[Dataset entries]
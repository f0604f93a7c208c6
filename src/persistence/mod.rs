//! Key/value persistence for the two records the game keeps
//!
//! - High score: integer text under [`HIGH_SCORE_KEY`]
//! - Weather snapshot: versioned JSON under [`WEATHER_KEY`]
//!
//! Backends implement [`Storage`]: LocalStorage in the browser
//! (`platform::web::LocalStorage`), [`MemoryStorage`] natively and in tests.

use std::collections::HashMap;

pub const HIGH_SCORE_KEY: &str = "balloonGameHighScore";
pub const WEATHER_KEY: &str = "balloonGameWeather";

/// Persistence error types
#[derive(Debug, thiserror::Error)]
pub enum PersistError {
    #[error("storage is unavailable")]
    Unavailable,
    #[error("storage error: {0}")]
    Storage(String),
    #[error("JSON error: {0}")]
    Json(#[from] serde_json::Error),
    #[error("unsupported version {found} (expected {expected})")]
    UnsupportedVersion { found: u32, expected: u32 },
    #[error("invalid {field}: {reason}")]
    Invalid {
        field: &'static str,
        reason: String,
    },
}

pub type PersistResult<T> = Result<T, PersistError>;

/// String key/value store
pub trait Storage {
    fn get(&self, key: &str) -> PersistResult<Option<String>>;
    fn set(&mut self, key: &str, value: &str) -> PersistResult<()>;
    fn remove(&mut self, key: &str) -> PersistResult<()>;
}

/// In-process store
#[derive(Debug, Clone, Default)]
pub struct MemoryStorage {
    entries: HashMap<String, String>,
}

impl MemoryStorage {
    pub fn new() -> Self {
        Self::default()
    }

    pub fn len(&self) -> usize {
        self.entries.len()
    }

    pub fn is_empty(&self) -> bool {
        self.entries.is_empty()
    }
}

impl Storage for MemoryStorage {
    fn get(&self, key: &str) -> PersistResult<Option<String>> {
        Ok(self.entries.get(key).cloned())
    }

    fn set(&mut self, key: &str, value: &str) -> PersistResult<()> {
        self.entries.insert(key.to_string(), value.to_string());
        Ok(())
    }

    fn remove(&mut self, key: &str) -> PersistResult<()> {
        self.entries.remove(key);
        Ok(())
    }
}

/// Store that always fails, for exercising error paths
#[derive(Debug, Clone, Copy, Default)]
pub struct NullStorage;

impl Storage for NullStorage {
    fn get(&self, _key: &str) -> PersistResult<Option<String>> {
        Err(PersistError::Unavailable)
    }

    fn set(&mut self, _key: &str, _value: &str) -> PersistResult<()> {
        Err(PersistError::Unavailable)
    }

    fn remove(&mut self, _key: &str) -> PersistResult<()> {
        Err(PersistError::Unavailable)
    }
}

#[cfg(test)]
mod tests {
    use super::*;

    #[test]
    fn test_memory_storage_round_trip() {
        let mut store = MemoryStorage::new();
        assert!(store.is_empty());
        store.set(HIGH_SCORE_KEY, "42").unwrap();
        assert_eq!(store.get(HIGH_SCORE_KEY).unwrap().as_deref(), Some("42"));
        store.set(HIGH_SCORE_KEY, "43").unwrap();
        assert_eq!(store.len(), 1);
        store.remove(HIGH_SCORE_KEY).unwrap();
        assert_eq!(store.get(HIGH_SCORE_KEY).unwrap(), None);
    }

    #[test]
    fn test_error_messages() {
        let err = PersistError::UnsupportedVersion {
            found: 9,
            expected: 2,
        };
        assert_eq!(err.to_string(), "unsupported version 9 (expected 2)");
        assert!(NullStorage.get(WEATHER_KEY).is_err());
    }
}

● **What to work on**: Search the data above for lines holding "PersistResult" and copy each of them.

● **Reply**:
pub type PersistResult<T> = Result<T, PersistError>;
    fn get(&self, key: &str) -> PersistResult<Option<String>>;
    fn set(&mut self, key: &str, value: &str) -> PersistResult<()>;
    fn remove(&mut self, key: &str) -> PersistResult<()>;
    fn get(&self, key: &str) -> PersistResult<Option<String>> {
    fn set(&mut self, key: &str, value: &str) -> PersistResult<()> {
    fn remove(&mut self, key: &str) -> PersistResult<()> {
    fn get(&self, _key: &str) -> PersistResult<Option<String>> {
    fn set(&mut self, _key: &str, _value: &str) -> PersistResult<()> {
    fn remove(&mut self, _key: &str) -> PersistResult<()> {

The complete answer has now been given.